Manifestações orais e dentárias em pacientes com deficiências de fagócitos: uma revisão sistemática da literatura científica

Phagocytic cells are essential elements in the host reponse to a wide variety of pathogens. In Primary Immune Deficiency (PID) diseases, quantitative or qualitative defects in the development of the immune system, affecting phagocytes, account for an increase in the number of severe infections in infancy and childhood, which may involve, among other sites, the oral cavity. Despite their great clinical relevance, in view of the diverse manifestations and chronicity of the disease, PID present important practical difficulties for the nonspecialist practicioner, due to their relative scarcity in the general population, great heterogeneity in pathogenetic mechanisms, and diversity of presentation. Therefore, the frequency and nature of oral manifestations depend on the nature of the defect in immunity, varying considerably among specific PID. To our knowledge, there is no systematic study of the existing scientific literature with respect to oral manifestations in different subtypes of PID. In this study, we attempted to fill this gap, by carrying out a systematic review of case reports of PID affecting phagocytes, and establishing the frequency of the different oral and dental manifestations in this group of PID, with the goal of providing dental health professionals with more accurate information concerning these patients. Results: Case reports describing 1721 patients enabled us to detect reports of oral or dental manifestations in the clinical description of 653 pacients (37,9%). Periodontal disease was the most frequent oral manifestation (54,5%), followed by the early loss of decidual teeth, which was found in 142 pacients (21,7%) and gingivitis, found in 72 pacients (11,0%).
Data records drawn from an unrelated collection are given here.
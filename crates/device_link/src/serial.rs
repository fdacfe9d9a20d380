use std::{io, time::Duration};

use async_trait::async_trait;
use tokio::{
    io::{AsyncBufRead, AsyncBufReadExt, AsyncWriteExt, BufReader},
    time::{timeout_at, Instant},
};
use tokio_serial::{SerialPortBuilderExt, SerialStream};

use crate::{SerialConnector, SerialSession};

const DEFAULT_PORT_TIMEOUT: Duration = Duration::from_secs(1);

/// Opens real serial ports through `tokio-serial`.
#[derive(Debug, Clone)]
pub struct TokioSerialConnector {
    timeout: Duration,
}

impl Default for TokioSerialConnector {
    fn default() -> Self {
        Self {
            timeout: DEFAULT_PORT_TIMEOUT,
        }
    }
}

impl TokioSerialConnector {
    pub fn with_timeout(timeout: Duration) -> Self {
        Self { timeout }
    }
}

#[async_trait]
impl SerialConnector for TokioSerialConnector {
    async fn open(&self, address: &str, baud_rate: u32) -> io::Result<Box<dyn SerialSession>> {
        let stream = tokio_serial::new(address, baud_rate)
            .timeout(self.timeout)
            .open_native_async()
            .map_err(io::Error::from)?;
        Ok(Box::new(TokioSerialSession {
            port: BufReader::new(stream),
            pending: Vec::new(),
        }))
    }
}

struct TokioSerialSession {
    port: BufReader<SerialStream>,
    /// Bytes of a line still in flight when the last drain window closed.
    pending: Vec<u8>,
}

#[async_trait]
impl SerialSession for TokioSerialSession {
    async fn write_all(&mut self, bytes: &[u8]) -> io::Result<()> {
        self.port.get_mut().write_all(bytes).await
    }

    async fn flush(&mut self) -> io::Result<()> {
        self.port.get_mut().flush().await
    }

    async fn read_lines(&mut self, window: Duration) -> io::Result<Vec<String>> {
        drain_lines(&mut self.port, &mut self.pending, Instant::now() + window).await
    }

    async fn close(&mut self) -> io::Result<()> {
        self.port.get_mut().shutdown().await
    }
}

/// Reads complete lines until `deadline`. A line cut off by the deadline stays
/// in `pending` and is finished by the next drain.
async fn drain_lines<R>(
    reader: &mut R,
    pending: &mut Vec<u8>,
    deadline: Instant,
) -> io::Result<Vec<String>>
where
    R: AsyncBufRead + Unpin,
{
    let mut lines = Vec::new();
    loop {
        // read_until keeps partial bytes in `pending` when the timeout cancels it.
        match timeout_at(deadline, reader.read_until(b'\n', pending)).await {
            Err(_elapsed) => break,
            Ok(Ok(0)) => break,
            Ok(Ok(_)) => {
                if pending.last() != Some(&b'\n') {
                    break;
                }
                let line = String::from_utf8_lossy(pending).trim().to_string();
                pending.clear();
                if !line.is_empty() {
                    lines.push(line);
                }
            }
            Ok(Err(err)) if err.kind() == io::ErrorKind::TimedOut => break,
            Ok(Err(err)) => return Err(err),
        }
    }
    Ok(lines)
}

/// Names of the serial ports the OS currently reports.
pub fn available_ports() -> io::Result<Vec<String>> {
    let ports = tokio_serial::available_ports().map_err(io::Error::from)?;
    Ok(ports.into_iter().map(|port| port.port_name).collect())
}

#[cfg(test)]
#[path = "tests/serial_tests.rs"]
mod serial_tests;
use super::*;
use async_trait::async_trait;
use device_link::{LinkConfig, SerialConnector, SerialSession, DEFAULT_BAUD_RATE};
use serde_json::json;
use std::{io, sync::Mutex, time::Duration};

#[derive(Default)]
struct Recorder {
    attempts: Vec<String>,
    written: Vec<String>,
}

struct ScriptedConnector {
    reachable: Vec<&'static str>,
    recorder: Arc<Mutex<Recorder>>,
}

struct ScriptedSession {
    recorder: Arc<Mutex<Recorder>>,
}

#[async_trait]
impl SerialConnector for ScriptedConnector {
    async fn open(&self, address: &str, _baud_rate: u32) -> io::Result<Box<dyn SerialSession>> {
        self.recorder
            .lock()
            .expect("lock")
            .attempts
            .push(address.to_string());
        if !self.reachable.iter().any(|port| *port == address) {
            return Err(io::Error::new(io::ErrorKind::PermissionDenied, "busy"));
        }
        Ok(Box::new(ScriptedSession {
            recorder: self.recorder.clone(),
        }))
    }
}

#[async_trait]
impl SerialSession for ScriptedSession {
    async fn write_all(&mut self, bytes: &[u8]) -> io::Result<()> {
        self.recorder
            .lock()
            .expect("lock")
            .written
            .push(String::from_utf8_lossy(bytes).into_owned());
        Ok(())
    }

    async fn flush(&mut self) -> io::Result<()> {
        Ok(())
    }

    async fn read_lines(&mut self, _window: Duration) -> io::Result<Vec<String>> {
        Ok(vec!["OK".to_string()])
    }

    async fn close(&mut self) -> io::Result<()> {
        Ok(())
    }
}

fn setup(reachable: Vec<&'static str>) -> (ApiContext, Arc<Mutex<Recorder>>) {
    let recorder = Arc::new(Mutex::new(Recorder::default()));
    let connector = ScriptedConnector {
        reachable,
        recorder: recorder.clone(),
    };
    let link = DeviceLink::new(
        Arc::new(connector),
        LinkConfig {
            settle_delay: Duration::ZERO,
            ack_window: Duration::ZERO,
        },
    );
    (
        ApiContext {
            link: Arc::new(link),
            candidates: vec!["/dev/ttyUSB0".into(), "/dev/ttyACM0".into()],
            default_baud_rate: DEFAULT_BAUD_RATE,
        },
        recorder,
    )
}

fn written(recorder: &Arc<Mutex<Recorder>>) -> Vec<String> {
    recorder.lock().expect("lock").written.clone()
}

fn five_fingers_up() -> Value {
    json!({
        "thumbTip": {"x": 0.5, "y": 0.2, "confidence": 0.9},
        "indexTip": {"x": 0.5, "y": 0.2, "confidence": 0.9},
        "middleTip": {"x": 0.5, "y": 0.2, "confidence": 0.9},
        "ringTip": {"x": 0.5, "y": 0.2, "confidence": 0.9},
        "pinkyTip": {"x": 0.5, "y": 0.2, "confidence": 0.9}
    })
}

#[tokio::test]
async fn connect_without_port_walks_candidates() {
    let (ctx, recorder) = setup(vec!["/dev/ttyACM0"]);
    let response = connect(&ctx, ConnectRequest::default())
        .await
        .expect("connect");
    assert!(response.success);
    assert_eq!(
        recorder.lock().expect("lock").attempts,
        vec!["/dev/ttyUSB0".to_string(), "/dev/ttyACM0".to_string()]
    );

    let status = status(&ctx).await;
    assert!(status.device_connected);
    assert_eq!(status.port.as_deref(), Some("/dev/ttyACM0"));
}

#[tokio::test]
async fn connect_to_unreachable_port_reports_connect_failed() {
    let (ctx, _recorder) = setup(vec![]);
    let err = connect(
        &ctx,
        ConnectRequest {
            port: Some("/dev/ttyUSB9".into()),
            baud_rate: None,
        },
    )
    .await
    .expect_err("should fail");
    assert_eq!(err.code, ErrorCode::ConnectFailed);
    assert!(!status(&ctx).await.device_connected);
}

#[tokio::test]
async fn commands_fail_with_link_unavailable_before_connect() {
    let (ctx, recorder) = setup(vec!["/dev/ttyUSB0"]);
    let err = send_gesture(&ctx, "石头").await.expect_err("should fail");
    assert_eq!(err.code, ErrorCode::LinkUnavailable);
    assert!(written(&recorder).is_empty());
}

#[tokio::test]
async fn invalid_digit_is_never_forwarded() {
    let (ctx, recorder) = setup(vec!["/dev/ttyUSB0"]);
    connect(&ctx, ConnectRequest::default())
        .await
        .expect("connect");

    for bad in ["12", "x", ""] {
        let err = send_number(&ctx, bad).await.expect_err("should fail");
        assert_eq!(err.code, ErrorCode::InvalidArgument);
    }
    assert!(written(&recorder).is_empty());

    send_number(&ctx, "7").await.expect("digit");
    assert_eq!(written(&recorder), vec!["7\n".to_string()]);
}

#[tokio::test]
async fn every_route_family_reaches_the_wire() {
    let (ctx, recorder) = setup(vec!["/dev/ttyUSB0"]);
    connect(&ctx, ConnectRequest::default())
        .await
        .expect("connect");

    let sent = send_gesture(&ctx, "剪刀").await.expect("gesture");
    assert_eq!(sent.command.as_deref(), Some("SCISSORS"));
    assert_eq!(sent.acknowledgements, vec!["OK".to_string()]);
    send_rps(&ctx, "paper").await.expect("rps");
    send_raw(&ctx, "WAVE").await.expect("raw");
    send_structural(&ctx, StructuralCommand::FullOpen)
        .await
        .expect("open");
    send_structural(&ctx, StructuralCommand::Reset)
        .await
        .expect("reset");
    send_servo(&ctx, 4, 90).await.expect("servo");

    assert_eq!(
        written(&recorder),
        vec![
            "SCISSORS\n".to_string(),
            "PAPER\n".to_string(),
            "WAVE\n".to_string(),
            "OPENMAX\n".to_string(),
            "RESET\n".to_string(),
            "SERVO:4:90\n".to_string(),
        ]
    );
}

#[tokio::test]
async fn rps_rejects_non_rps_gesture() {
    let (ctx, _recorder) = setup(vec!["/dev/ttyUSB0"]);
    let err = send_rps(&ctx, "WAVE").await.expect_err("should fail");
    assert_eq!(err.code, ErrorCode::InvalidArgument);
}

#[tokio::test]
async fn analyze_without_actuation_leaves_device_alone() {
    let (ctx, recorder) = setup(vec!["/dev/ttyUSB0"]);
    connect(&ctx, ConnectRequest::default())
        .await
        .expect("connect");

    let response = analyze_hand(&ctx, &five_fingers_up(), false).await;
    assert_eq!(response.gesture, shared::domain::GestureLabel::Paper);
    assert_eq!(response.confidence, 0.9);
    assert_eq!(response.fingers.len(), 5);
    assert!(response.command.is_none());
    assert!(written(&recorder).is_empty());
}

#[tokio::test]
async fn analyze_with_actuation_reports_send_failure_separately() {
    let (ctx, _recorder) = setup(vec![]);
    let response = analyze_hand(&ctx, &five_fingers_up(), true).await;
    assert!(response.success);
    let command = response.command.expect("command outcome");
    assert!(!command.success);
}

#[test]
fn incomplete_payload_classifies_as_unknown() {
    let response = classify_payload(&json!({ "indexTip": {"x": 0.5, "y": 0.2, "confidence": 0.9} }));
    assert_eq!(response.gesture, shared::domain::GestureLabel::Unknown);
    assert_eq!(response.confidence, 0.0);
    assert!(response.success);
    assert!(response.fingers.is_empty());
}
Ulcerations (8,1%) and oral candidiasis (7,5%) were also reported. This analysis also provided evidence that recent advances in biomedical research, with an increasing focus on molecular analyses, significantly influenced the content of case reports, which are nowadays more often focused on the identification of mutated genes, rather than on the detailed description of clinical findings. As a result, online and computer-assisted information retrieval strategies do not necessarily recover the same references, when articles are searched on the basis of clinical descriptions, or on the basis of well-characterized molecular defects.